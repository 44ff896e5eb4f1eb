/// A curated replacement for the name constraints of one CA.
///
/// Matched against a certificate by exact equality of `subject_dn` with the
/// certificate's subject bytes; the name is never parsed.
#[derive(Debug, Clone, Copy, PartialEq, Eq)]
pub struct OverrideEntry<'a> {
    /// Human-readable CA name, for logs
    pub name: &'a str,
    /// Subject `Name` value bytes to match
    pub subject_dn: &'a [u8],
    /// NameConstraints DER imposed on the matching anchor
    pub name_constraints: &'a [u8],
    /// Where the policy comes from
    pub source: &'a str,
}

▸ EXERCISE BRIEF
State, as a bare number, how many lines of the records above include "certificate".

▸ ANSWER SECTION
2